6.9.2 Multiple Intraductal Papillomata (Multiple Peripheral Papillomatosis)
These lesions are much less common, arise from the terminal ductal lobular unit, and are usually found in the periphery of the breast. Despite their different site of origin and multiplicity, the imaging findings on MRI are similar to those of solitary large duct papilloma. A hereditary condition known as juvenile papillomatosis, first described by Rosen in adolescents and young women, confers a slightly higher breast cancer risk, the imaging findings being similar to those of multiple intraductal papillomata. 11
6.9.3 Clinical Nipple Discharge
The standard-of-care imaging protocol for most women with spontaneous bloody or serous nipple discharge consists of imaging with mammography, ultrasound, and galactography. These studies identify the causative lesion in many, but not all cases, and the gold standard for treatment of patients with nipple discharge and negative imaging findings is surgery with large duct excision. 12 , 13 Most causes of nipple discharge are benign; a report on 586 patients who underwent surgery for significant nipple discharge stratified the breast pathology as follows: papilloma 48%, fibrocystic change 33%, cancer 14%, and high-risk lesions 7%. 14 Studies have shown that the performance of breast MRI is superior to that of galactography for detection and characterization of papillary lesions, 15 , 16 and radiologists increasingly use MRI for definitive assessment of women with nipple discharge (Fig. 6‑28; Fig. 6‑29). The increased use of MRI for this indication has come into play for two main reasons, both resulting in change of management. Firstly, the addition of MRI to the presurgical imaging protocol results in higher sensitivity than other standard imaging tests and may detect unsuspected malignant disease not associated with the known papilloma, thus affecting patient management (Fig. 6‑30).

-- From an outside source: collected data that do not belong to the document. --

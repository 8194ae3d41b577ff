//! Tree configuration.
//!
//! [`TreeConfig`] collects the presentation-independent knobs of a
//! [`HierarchicalIndexTree`](crate::HierarchicalIndexTree). It can be built in
//! code or loaded from TOML or JSON:
//!
//! ```toml
//! selection_mode = "extended"
//! expand_new_groups = true
//! group_icon = "folder"
//! leaf_icon = "cloud"
//! ```
//!
//! Missing keys take their defaults.

use std::fs;
use std::path::Path;

use serde::{Deserialize, Serialize};
use thicket_core::logging::targets;

use crate::error::{Error, Result};
use crate::model::SelectionMode;

/// Configuration for a [`HierarchicalIndexTree`](crate::HierarchicalIndexTree).
#[derive(Debug, Clone, PartialEq, Eq, Serialize, Deserialize)]
#[serde(default)]
pub struct TreeConfig {
    /// How selection requests combine with the existing selection.
    pub selection_mode: SelectionMode,
    /// Mark a group expanded whenever a leaf is inserted into it.
    pub expand_new_groups: bool,
    /// Opaque icon key attached to newly created groups.
    pub group_icon: Option<String>,
    /// Opaque icon key attached to newly created leaves.
    pub leaf_icon: Option<String>,
}

impl Default for TreeConfig {
    fn default() -> Self {
        Self {
            selection_mode: SelectionMode::ExtendedSelection,
            expand_new_groups: true,
            group_icon: None,
            leaf_icon: None,
        }
    }
}

impl TreeConfig {
    /// Parses a configuration from TOML text.
    pub fn from_toml_str(text: &str) -> Result<Self> {
        Ok(toml::from_str(text)?)
    }

    /// Serializes this configuration as pretty TOML.
    pub fn to_toml_string(&self) -> Result<String> {
        Ok(toml::to_string_pretty(self)?)
    }

    /// Loads a configuration from a TOML file.
    pub fn load_toml(path: impl AsRef<Path>) -> Result<Self> {
        let path = path.as_ref();
        let text = fs::read_to_string(path).map_err(|e| Error::io(path, e))?;
        let config = Self::from_toml_str(&text)?;
        tracing::debug!(target: targets::CONFIG, path = %path.display(), "loaded TOML config");
        Ok(config)
    }

    /// Loads a configuration from a JSON file.
    pub fn load_json(path: impl AsRef<Path>) -> Result<Self> {
        let path = path.as_ref();
        let text = fs::read_to_string(path).map_err(|e| Error::io(path, e))?;
        let config = serde_json::from_str(&text)?;
        tracing::debug!(target: targets::CONFIG, path = %path.display(), "loaded JSON config");
        Ok(config)
    }

    /// Writes this configuration to a TOML file.
    pub fn save_toml(&self, path: impl AsRef<Path>) -> Result<()> {
        let path = path.as_ref();
        let text = self.to_toml_string()?;
        fs::write(path, text).map_err(|e| Error::io(path, e))?;
        tracing::debug!(target: targets::CONFIG, path = %path.display(), "saved TOML config");
        Ok(())
    }
}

Secondly, absence of significant breast enhancement would likely preclude diagnosis of cancer given the high negative predictive value of MRI, and perhaps obviate the need for surgical duct excision, unless the discharge were to be too troublesome for the patient. Further clinical studies are needed; however, thought should be given to the management of women with nipple discharge now that we have a test with exquisite sensitivity and a very high negative predictive value. A reasonable consideration could be to allow a patient the choice of surgery or follow-up when MRI is negative.